Reverse Time Stochastic Differential Equations for Generative Modelling

Created: March, 23, 2023

Originally posted at Reverse Time Stochastic Differential Equations for generative modelling.


What follows is a derivation of the main result of ‘Reverse-Time Diffusion Equation Models’ by Brian D.O. Anderson (1982). Earlier on this blog we learned that a stochastic differential equation of the form $$ \begin{align} dX_t = \mu(X_t, t) dt + \sigma(X_t, t) dW_t \end{align} $$

with the derivative of Wiener process $W_t$ admits two types of equations, called the forward Kolmogorov or Fokker-Planck equation and the backward Kolmogorov equation. The details of the derivation of the forward and backward Kolmogorov equations via the Kramers-Moyal expansion can be found in the previous blog post. For notational brevity we will use the term $\mu(x_t)$ for the drift and $\sigma(x_t)$ as the diffusion parameter and omit the explicit time dependency.

The Kolmogorov forward equation is identical to the Fokker Planck equation and states

$$ \begin{align} \partial_t p(x_t) = -\partial_{x_t} \left[ \mu(x_t) p(x_t) \right] + \frac{1}{2} \partial_{x_t}^2 \left[ \sigma^2(x_t) \ p(x_t) \right]. \end{align} $$

It describes the evolution of a probability distribution $p(x_t)$ forward in time. We can quite frankly think of it as, for example, a Normal distribution being slowly transformed into an arbitrary complex distribution according to the drift and diffusion parameters $\mu(x_t)$ and $\sigma(x_t)$.

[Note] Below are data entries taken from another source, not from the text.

#[cfg(test)]
mod tests {
    use super::*;

    fn square_boundary(size: f64) -> Vec<Vec2> {
        vec![
            Vec2::new(0.0, 0.0),
            Vec2::new(size, 0.0),
            Vec2::new(size, size),
            Vec2::new(0.0, size),
        ]
    }

    fn solver_with(
        rooms: Vec<RoomRequest>,
        adjacencies: &[Adjacency],
        config: DiscreteConfig,
    ) -> DiscreteSolver {
        DiscreteSolver::new(square_boundary(30.0), rooms, adjacencies, config, 7)
            .expect("valid inputs")
    }

    #[test]
    fn test_construction_rejects_bad_inputs() {
        let boundary = vec![Vec2::new(0.0, 0.0), Vec2::new(1.0, 0.0)];
        let err = DiscreteSolver::new(
            boundary,
            vec![RoomRequest::new("a", 10.0, 1.0)],
            &[],
            DiscreteConfig::default(),
            0,
        );
        assert!(matches!(err, Err(PlanError::DegenerateBoundary { .. })));
    }

    #[test]
    fn test_grid_dimensions_from_boundary() {
        let solver = solver_with(vec![RoomRequest::new("a", 10.0, 1.0)], &[], DiscreteConfig::default());
        assert_eq!(solver.grid().width(), 30);
        assert_eq!(solver.grid().height(), 30);
        assert_eq!(solver.start_cell(), (15, 15));
    }

    #[test]
    fn test_magnetizing_rejects_detached_footprint() {
        let mut solver = solver_with(
            vec![RoomRequest::new("a", 16.0, 1.0).with_rule(CorridorRule::OneSide)],
            &[],
            DiscreteConfig::default(),
        );
        solver
            .grid
            .rasterize_polygon(&square_boundary(30.0), Vec2::ZERO, 1.0);
        solver.placed = vec![None];
        // No corridor seeded anywhere: nothing can magnetize.
        assert!(!solver.is_valid_placement(2, 2, 4, 4, CorridorRule::OneSide));
        // Seed a corridor next to the candidate footprint and it becomes
        // valid.
        solver.grid.set(2, 7, CELL_CORRIDOR);
        assert!(solver.is_valid_placement(2, 2, 4, 4, CorridorRule::OneSide));
    }

    #[test]
    fn test_rule_none_places_without_network() {
        let mut solver = solver_with(
            vec![RoomRequest::new("a", 16.0, 1.0).with_rule(CorridorRule::None)],
            &[],
            DiscreteConfig::default(),
        );
        solver
            .grid
            .rasterize_polygon(&square_boundary(30.0), Vec2::ZERO, 1.0);
        solver.placed = vec![None];
        assert!(solver.is_valid_placement(2, 2, 4, 4, CorridorRule::None));
    }

    #[test]
    fn test_stamp_and_remove_round_trip() {
        let mut solver = solver_with(
            vec![RoomRequest::new("a", 16.0, 1.0).with_rule(CorridorRule::OneSide)],
            &[],
            DiscreteConfig::default(),
        );
        solver.placed = vec![None];
        solver.stamp(0, 3, 3, 4, 4);

        assert_eq!(solver.grid.get(3, 3), 1);
        assert_eq!(solver.grid.get(6, 6), 1);
        assert_eq!(solver.grid.get(3, 7), CELL_CORRIDOR, "footprint row");
        assert_eq!(solver.placed_count(), 1);
        assert!(solver.placed("a").is_some());

        solver.remove_room(0);
        assert_eq!(solver.grid.get(3, 3), CELL_EMPTY);
        assert_eq!(
            solver.grid.get(3, 7),
            CELL_CORRIDOR,
            "corridor cells survive removal until pruning"
        );
        assert_eq!(solver.placed_count(), 0);
    }

    #[test]
    fn test_room_cell_exclusivity_after_solve() {
        let rooms = vec![
            RoomRequest::new("a", 25.0, 1.0).with_rule(CorridorRule::TwoSides),
            RoomRequest::new("b", 25.0, 1.0).with_rule(CorridorRule::OneSide),
            RoomRequest::new("c", 16.0, 1.0).with_rule(CorridorRule::OneSide),
        ];
        let mut solver = solver_with(
            rooms,
            &[Adjacency::new("a", "b")],
            DiscreteConfig {
                max_iterations: 20,
                ..DiscreteConfig::default()
            },
        );
        solver.solve();

        for room in solver.placed_rooms() {
            for cy in room.y..room.y + room.height {
                for cx in room.x..room.x + room.width {
                    assert_eq!(
                        solver.grid().get(cx, cy),
                        room.room_index,
                        "cell ({},{}) must belong to room {}",
                        cx,
                        cy,
                        room.id
                    );
                }
            }
        }
        // Every positive cell lies inside exactly one placed room rectangle.
        for y in 0..solver.grid().height() {
            for x in 0..solver.grid().width() {
                let value = solver.grid().get(x, y);
                if value >= 1 {
                    let owners = solver
                        .placed_rooms()
                        .filter(|r| {
                            r.room_index == value
                                && x >= r.x
                                && x < r.x + r.width
                                && y >= r.y
                                && y < r.y + r.height
                        })
                        .count();
                    assert_eq!(owners, 1, "cell ({},{}) value {}", x, y, value);
                }
            }
        }
    }

    #[test]
    fn test_prune_removes_stub_corridors() {
        let mut solver = solver_with(vec![RoomRequest::new("a", 9.0, 1.0)], &[], DiscreteConfig::default());
        // Hand-build a corridor spur: a line hanging off nothing.
        for x in 5..10 {
            solver.grid.set(x, 5, CELL_CORRIDOR);
        }
        solver.prune_dead_ends();
        assert_eq!(
            solver.grid.count(CELL_CORRIDOR),
            0,
            "an unattached line is all dead ends"
        );
    }

    #[test]
    fn test_prune_fixpoint_property() {
        let rooms = vec![
            RoomRequest::new("a", 25.0, 1.0).with_rule(CorridorRule::TwoSides),
            RoomRequest::new("b", 20.0, 1.2).with_rule(CorridorRule::OneSide),
        ];
        let mut solver = solver_with(
            rooms,
            &[],
            DiscreteConfig {
                max_iterations: 10,
                ..DiscreteConfig::default()
            },
        );
        solver.solve();
        for y in 0..solver.grid().height() {
            for x in 0..solver.grid().width() {
                if solver.grid().get(x, y) != CELL_CORRIDOR {
                    continue;
                }
                let neighbors = [(x - 1, y), (x + 1, y), (x, y - 1), (x, y + 1)]
                    .iter()
                    .filter(|&&(nx, ny)| {
                        let v = solver.grid().get(nx, ny);
                        v == CELL_CORRIDOR || v >= 1
                    })
                    .count();
                assert!(
                    neighbors > 1,
                    "corridor cell ({},{}) is a dead end after pruning",
                    x,
                    y
                );
            }
        }
    }

    #[test]
    fn test_connectivity_on_hand_built_grid() {
        let mut solver = solver_with(vec![RoomRequest::new("a", 9.0, 1.0)], &[], DiscreteConfig::default());
        // Connected path through the start cell.
        for x in 13..=17 {
            solver.grid.set(x, 15, CELL_CORRIDOR);
        }
        assert!(solver.check_connectivity());
        // A second disconnected component breaks validation.
        solver.grid.set(2, 2, CELL_CORRIDOR);
        solver.grid.set(2, 3, CELL_CORRIDOR);
        assert!(!solver.check_connectivity());
    }

    #[test]
    fn test_determinism_same_seed_same_layout() {
        let rooms = || {
            vec![
                RoomRequest::new("a", 30.0, 1.5).with_rule(CorridorRule::TwoSides),
                RoomRequest::new("b", 25.0, 1.2).with_rule(CorridorRule::OneSide),
                RoomRequest::new("c", 16.0, 1.0).with_rule(CorridorRule::OneSide),
            ]
        };
        let adjacencies = vec![Adjacency::weighted("a", "b", 2.0), Adjacency::new("b", "c")];
        let config = DiscreteConfig {
            max_iterations: 30,
            ..DiscreteConfig::default()
        };
        let mut first = DiscreteSolver::new(
            square_boundary(30.0),
            rooms(),
            &adjacencies,
            config.clone(),
            42,
        )
        .unwrap();
        let mut second =
            DiscreteSolver::new(square_boundary(30.0), rooms(), &adjacencies, config, 42).unwrap();
        first.solve();
        second.solve();

        assert_eq!(first.grid().cells(), second.grid().cells());
        let a: Vec<_> = first.placed_rooms().cloned().collect();
        let b: Vec<_> = second.placed_rooms().cloned().collect();
        assert_eq!(a, b);
        assert_eq!(first.best_score(), second.best_score());
    }

    #[test]
    fn test_unplaceable_room_is_absent_not_error() {
        // A room far larger than the site can never fit.
        let rooms = vec![
            RoomRequest::new("giant", 10_000.0, 1.0),
            RoomRequest::new("small", 9.0, 1.0).with_rule(CorridorRule::OneSide),
        ];
        let mut solver = solver_with(
            rooms,
            &[],
            DiscreteConfig {
                max_iterations: 5,
                ..DiscreteConfig::default()
            },
        );
        solver.solve();
        assert!(solver.placed("giant").is_none());
        assert!(solver.placed("small").is_some());
    }
}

The Kolmogorov backward equation for $s \geq t$ is defined as

$$ \begin{align} - \partial_t p(x_s | x_t) = \mu(x_t) \ \partial_{x_t} p(x_s|x_t) + \frac{1}{2} \ \sigma^2(x_t) \ \partial_{x_t}^2 p(x_s | x_t) \end{align} $$

and it basically answers the question how the probability of $x_s$ at a later point in time changes as we change $x_t$ at an earlier point in time. The Kolmogorov backward equation is somewhat confounding with respect to time as we’re taking the partial derivative with respect to the earlier time step $t$ on which we are also coniditoning. But we can think of it as asking ‘How does the probability of $x_s$ at the later point in time $s$ change, as we slowly evolve the probability distribution backwards through time and condition on $x_t$’.

Taking inspiration from our crude example earlier, the backward equation offers a partial differential equation which we can solve backward in time, which would correspond to evolving the arbitrarily complex distribution backwards to our original Normal distribution. Unfortunately there is no corresponding stochastic differential equation with a drift and diffusion term that describes the evolution of a random variable backwards through time in terms of a stochastic differential equation.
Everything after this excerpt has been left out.